- What is expected:
Only the lines with "StepPolicies" in them need to be copied from the listing.
'''
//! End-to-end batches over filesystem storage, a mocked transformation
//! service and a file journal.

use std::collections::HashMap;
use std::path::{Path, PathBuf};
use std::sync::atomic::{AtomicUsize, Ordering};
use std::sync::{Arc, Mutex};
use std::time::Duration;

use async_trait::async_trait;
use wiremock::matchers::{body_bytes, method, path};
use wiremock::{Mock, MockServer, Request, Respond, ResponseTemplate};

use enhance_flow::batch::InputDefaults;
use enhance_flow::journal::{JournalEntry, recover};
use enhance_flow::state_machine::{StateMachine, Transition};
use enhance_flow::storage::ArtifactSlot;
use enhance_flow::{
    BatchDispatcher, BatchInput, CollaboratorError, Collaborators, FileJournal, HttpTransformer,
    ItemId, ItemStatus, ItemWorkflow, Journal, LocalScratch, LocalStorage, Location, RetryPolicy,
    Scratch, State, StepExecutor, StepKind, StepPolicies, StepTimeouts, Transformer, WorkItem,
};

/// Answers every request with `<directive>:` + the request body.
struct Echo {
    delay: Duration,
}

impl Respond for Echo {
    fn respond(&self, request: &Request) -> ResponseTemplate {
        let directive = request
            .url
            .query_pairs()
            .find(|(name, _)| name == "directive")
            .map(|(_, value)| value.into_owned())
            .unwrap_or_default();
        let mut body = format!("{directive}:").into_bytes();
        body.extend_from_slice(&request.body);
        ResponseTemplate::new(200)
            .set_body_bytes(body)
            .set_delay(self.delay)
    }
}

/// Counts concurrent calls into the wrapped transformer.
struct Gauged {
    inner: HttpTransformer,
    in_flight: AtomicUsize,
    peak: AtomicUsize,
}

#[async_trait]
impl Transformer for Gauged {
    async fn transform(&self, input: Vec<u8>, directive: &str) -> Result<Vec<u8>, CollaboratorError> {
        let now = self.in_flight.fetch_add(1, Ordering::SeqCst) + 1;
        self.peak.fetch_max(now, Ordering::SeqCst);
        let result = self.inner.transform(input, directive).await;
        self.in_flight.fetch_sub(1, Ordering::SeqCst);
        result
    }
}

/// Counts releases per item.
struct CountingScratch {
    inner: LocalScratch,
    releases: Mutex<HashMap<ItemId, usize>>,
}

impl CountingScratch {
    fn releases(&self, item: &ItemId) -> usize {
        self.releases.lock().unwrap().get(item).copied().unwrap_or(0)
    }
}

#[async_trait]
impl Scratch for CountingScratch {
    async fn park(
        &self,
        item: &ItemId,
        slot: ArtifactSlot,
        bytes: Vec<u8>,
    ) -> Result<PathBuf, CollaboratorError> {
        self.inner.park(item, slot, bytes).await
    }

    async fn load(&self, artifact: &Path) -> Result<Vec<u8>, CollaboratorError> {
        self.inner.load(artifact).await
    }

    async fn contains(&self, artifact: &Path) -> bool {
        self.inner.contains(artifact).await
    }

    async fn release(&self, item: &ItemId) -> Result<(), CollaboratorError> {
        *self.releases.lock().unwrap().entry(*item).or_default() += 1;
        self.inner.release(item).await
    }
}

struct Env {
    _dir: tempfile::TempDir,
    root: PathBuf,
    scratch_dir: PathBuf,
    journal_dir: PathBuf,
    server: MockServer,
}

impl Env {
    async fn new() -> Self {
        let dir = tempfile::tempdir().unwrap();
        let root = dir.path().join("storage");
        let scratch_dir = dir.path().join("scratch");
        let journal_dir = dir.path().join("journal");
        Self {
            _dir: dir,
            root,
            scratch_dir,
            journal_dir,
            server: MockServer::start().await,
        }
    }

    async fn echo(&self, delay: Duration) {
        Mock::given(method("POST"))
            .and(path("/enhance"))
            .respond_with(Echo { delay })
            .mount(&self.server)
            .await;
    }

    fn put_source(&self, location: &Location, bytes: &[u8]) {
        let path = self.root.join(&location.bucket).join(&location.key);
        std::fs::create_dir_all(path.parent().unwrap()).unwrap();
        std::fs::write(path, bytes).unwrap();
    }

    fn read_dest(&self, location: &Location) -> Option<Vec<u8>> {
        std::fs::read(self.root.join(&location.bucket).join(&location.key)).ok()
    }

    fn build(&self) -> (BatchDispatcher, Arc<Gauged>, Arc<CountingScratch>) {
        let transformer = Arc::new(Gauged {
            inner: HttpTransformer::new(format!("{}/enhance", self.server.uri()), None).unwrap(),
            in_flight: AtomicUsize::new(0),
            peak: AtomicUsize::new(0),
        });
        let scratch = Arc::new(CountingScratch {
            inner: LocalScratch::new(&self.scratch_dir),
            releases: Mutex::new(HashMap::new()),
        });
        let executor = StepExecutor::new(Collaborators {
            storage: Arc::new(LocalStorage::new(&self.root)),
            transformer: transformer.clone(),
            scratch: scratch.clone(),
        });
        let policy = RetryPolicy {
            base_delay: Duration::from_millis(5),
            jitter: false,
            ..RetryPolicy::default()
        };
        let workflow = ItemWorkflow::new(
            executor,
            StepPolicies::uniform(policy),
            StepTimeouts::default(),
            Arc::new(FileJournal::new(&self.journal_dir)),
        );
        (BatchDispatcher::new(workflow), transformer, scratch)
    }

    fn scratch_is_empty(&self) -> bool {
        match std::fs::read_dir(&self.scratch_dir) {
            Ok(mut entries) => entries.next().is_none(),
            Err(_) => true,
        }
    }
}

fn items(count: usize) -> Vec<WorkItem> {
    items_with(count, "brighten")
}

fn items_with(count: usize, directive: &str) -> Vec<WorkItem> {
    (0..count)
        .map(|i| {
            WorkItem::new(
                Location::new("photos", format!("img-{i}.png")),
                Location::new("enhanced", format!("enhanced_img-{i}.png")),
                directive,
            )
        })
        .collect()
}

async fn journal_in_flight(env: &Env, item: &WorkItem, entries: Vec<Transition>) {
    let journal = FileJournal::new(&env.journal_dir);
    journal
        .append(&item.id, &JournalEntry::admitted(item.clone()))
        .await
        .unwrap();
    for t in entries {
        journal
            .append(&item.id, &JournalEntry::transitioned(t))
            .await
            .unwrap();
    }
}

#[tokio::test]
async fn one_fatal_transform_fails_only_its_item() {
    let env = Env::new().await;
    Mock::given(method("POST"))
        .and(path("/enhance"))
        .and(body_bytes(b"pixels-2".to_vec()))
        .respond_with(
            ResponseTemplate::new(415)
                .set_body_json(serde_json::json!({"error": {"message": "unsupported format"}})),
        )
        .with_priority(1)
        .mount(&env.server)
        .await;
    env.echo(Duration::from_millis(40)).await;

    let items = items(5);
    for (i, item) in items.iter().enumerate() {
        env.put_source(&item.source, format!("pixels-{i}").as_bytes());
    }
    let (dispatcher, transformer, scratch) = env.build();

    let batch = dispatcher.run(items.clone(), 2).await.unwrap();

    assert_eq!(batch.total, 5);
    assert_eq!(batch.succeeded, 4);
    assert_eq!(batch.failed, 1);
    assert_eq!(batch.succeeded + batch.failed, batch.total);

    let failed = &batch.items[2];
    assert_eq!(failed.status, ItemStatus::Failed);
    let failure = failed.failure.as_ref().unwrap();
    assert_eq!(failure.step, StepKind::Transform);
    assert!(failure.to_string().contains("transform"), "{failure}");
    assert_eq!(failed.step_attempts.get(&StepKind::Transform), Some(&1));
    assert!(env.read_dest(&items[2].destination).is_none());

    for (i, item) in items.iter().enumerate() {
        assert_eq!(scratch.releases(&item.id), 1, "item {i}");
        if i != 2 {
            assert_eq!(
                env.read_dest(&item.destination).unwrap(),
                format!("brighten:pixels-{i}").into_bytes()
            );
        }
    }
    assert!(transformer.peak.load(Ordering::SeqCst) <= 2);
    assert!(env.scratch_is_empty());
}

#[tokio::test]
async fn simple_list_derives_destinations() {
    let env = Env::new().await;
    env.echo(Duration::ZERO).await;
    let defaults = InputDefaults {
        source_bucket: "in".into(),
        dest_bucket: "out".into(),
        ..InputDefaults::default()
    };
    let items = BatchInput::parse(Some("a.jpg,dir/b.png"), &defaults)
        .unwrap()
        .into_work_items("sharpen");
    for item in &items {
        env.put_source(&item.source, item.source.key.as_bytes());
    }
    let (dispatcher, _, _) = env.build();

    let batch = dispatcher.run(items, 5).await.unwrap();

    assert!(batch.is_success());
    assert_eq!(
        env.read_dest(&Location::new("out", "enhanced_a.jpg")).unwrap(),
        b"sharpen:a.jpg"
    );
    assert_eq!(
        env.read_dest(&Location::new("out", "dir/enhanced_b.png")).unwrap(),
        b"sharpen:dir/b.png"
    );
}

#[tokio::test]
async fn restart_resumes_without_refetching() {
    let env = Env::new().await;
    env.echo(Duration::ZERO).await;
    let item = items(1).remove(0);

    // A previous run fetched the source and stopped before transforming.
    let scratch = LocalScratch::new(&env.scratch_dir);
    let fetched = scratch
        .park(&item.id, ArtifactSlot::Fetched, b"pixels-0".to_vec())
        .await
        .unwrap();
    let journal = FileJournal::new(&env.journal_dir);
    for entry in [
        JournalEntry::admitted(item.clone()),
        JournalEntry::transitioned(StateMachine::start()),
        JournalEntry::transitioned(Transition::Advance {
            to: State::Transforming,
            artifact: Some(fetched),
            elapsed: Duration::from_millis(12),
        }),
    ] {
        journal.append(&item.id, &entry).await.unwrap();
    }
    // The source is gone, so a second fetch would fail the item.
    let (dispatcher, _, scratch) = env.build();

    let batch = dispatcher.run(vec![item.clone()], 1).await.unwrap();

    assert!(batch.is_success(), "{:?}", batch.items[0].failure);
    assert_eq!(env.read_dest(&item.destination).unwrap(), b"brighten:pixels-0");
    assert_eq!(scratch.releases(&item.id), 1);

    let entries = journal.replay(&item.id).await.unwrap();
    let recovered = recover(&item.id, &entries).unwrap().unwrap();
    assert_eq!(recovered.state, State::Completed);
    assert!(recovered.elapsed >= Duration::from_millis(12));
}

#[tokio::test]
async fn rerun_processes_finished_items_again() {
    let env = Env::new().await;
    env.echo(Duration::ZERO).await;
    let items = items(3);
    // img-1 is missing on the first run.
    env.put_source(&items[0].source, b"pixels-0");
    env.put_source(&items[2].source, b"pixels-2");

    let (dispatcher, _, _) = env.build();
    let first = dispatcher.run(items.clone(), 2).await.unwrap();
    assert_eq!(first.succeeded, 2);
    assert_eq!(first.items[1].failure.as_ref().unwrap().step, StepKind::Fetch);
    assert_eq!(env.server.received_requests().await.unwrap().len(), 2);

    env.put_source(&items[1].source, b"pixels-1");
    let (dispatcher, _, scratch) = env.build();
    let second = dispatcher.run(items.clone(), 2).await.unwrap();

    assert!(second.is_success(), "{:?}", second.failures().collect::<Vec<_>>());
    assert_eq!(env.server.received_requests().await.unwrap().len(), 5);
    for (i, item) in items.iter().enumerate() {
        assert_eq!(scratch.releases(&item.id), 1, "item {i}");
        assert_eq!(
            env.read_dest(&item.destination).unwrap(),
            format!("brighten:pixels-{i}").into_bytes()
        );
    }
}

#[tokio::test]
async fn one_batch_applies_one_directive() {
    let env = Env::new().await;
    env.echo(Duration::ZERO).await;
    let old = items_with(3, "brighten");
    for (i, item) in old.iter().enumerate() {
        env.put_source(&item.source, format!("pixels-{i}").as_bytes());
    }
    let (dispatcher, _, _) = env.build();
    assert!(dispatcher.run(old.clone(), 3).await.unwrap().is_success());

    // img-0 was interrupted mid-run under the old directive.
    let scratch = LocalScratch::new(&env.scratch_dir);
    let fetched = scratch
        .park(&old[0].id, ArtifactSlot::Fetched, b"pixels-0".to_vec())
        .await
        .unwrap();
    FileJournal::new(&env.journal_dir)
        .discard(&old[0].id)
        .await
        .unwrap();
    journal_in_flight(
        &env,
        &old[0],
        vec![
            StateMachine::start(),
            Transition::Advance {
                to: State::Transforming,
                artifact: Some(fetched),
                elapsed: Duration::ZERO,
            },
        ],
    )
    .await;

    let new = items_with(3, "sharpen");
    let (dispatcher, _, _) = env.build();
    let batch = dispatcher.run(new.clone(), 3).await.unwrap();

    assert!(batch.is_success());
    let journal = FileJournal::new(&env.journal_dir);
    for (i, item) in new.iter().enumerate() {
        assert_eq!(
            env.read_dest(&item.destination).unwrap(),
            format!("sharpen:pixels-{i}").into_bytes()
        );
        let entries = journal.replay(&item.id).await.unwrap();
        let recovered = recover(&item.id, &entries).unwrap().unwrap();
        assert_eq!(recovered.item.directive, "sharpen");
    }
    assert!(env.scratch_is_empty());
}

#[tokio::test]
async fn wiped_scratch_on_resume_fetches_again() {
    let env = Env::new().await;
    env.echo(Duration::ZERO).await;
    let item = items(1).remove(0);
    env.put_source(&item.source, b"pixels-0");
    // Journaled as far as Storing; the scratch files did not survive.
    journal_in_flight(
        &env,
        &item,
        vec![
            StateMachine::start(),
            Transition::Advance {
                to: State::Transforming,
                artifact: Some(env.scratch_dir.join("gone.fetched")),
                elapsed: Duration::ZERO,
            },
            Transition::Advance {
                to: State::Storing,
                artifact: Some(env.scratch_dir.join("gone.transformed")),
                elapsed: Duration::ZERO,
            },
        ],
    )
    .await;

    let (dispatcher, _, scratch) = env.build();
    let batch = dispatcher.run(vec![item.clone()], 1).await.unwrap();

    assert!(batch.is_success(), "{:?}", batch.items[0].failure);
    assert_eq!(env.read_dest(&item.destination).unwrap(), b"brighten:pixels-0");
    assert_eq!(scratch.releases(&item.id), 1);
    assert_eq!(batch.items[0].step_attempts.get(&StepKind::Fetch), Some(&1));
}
'''
- Output below:
    Scratch, State, StepExecutor, StepKind, StepPolicies, StepTimeouts, Transformer, WorkItem,
            StepPolicies::uniform(policy),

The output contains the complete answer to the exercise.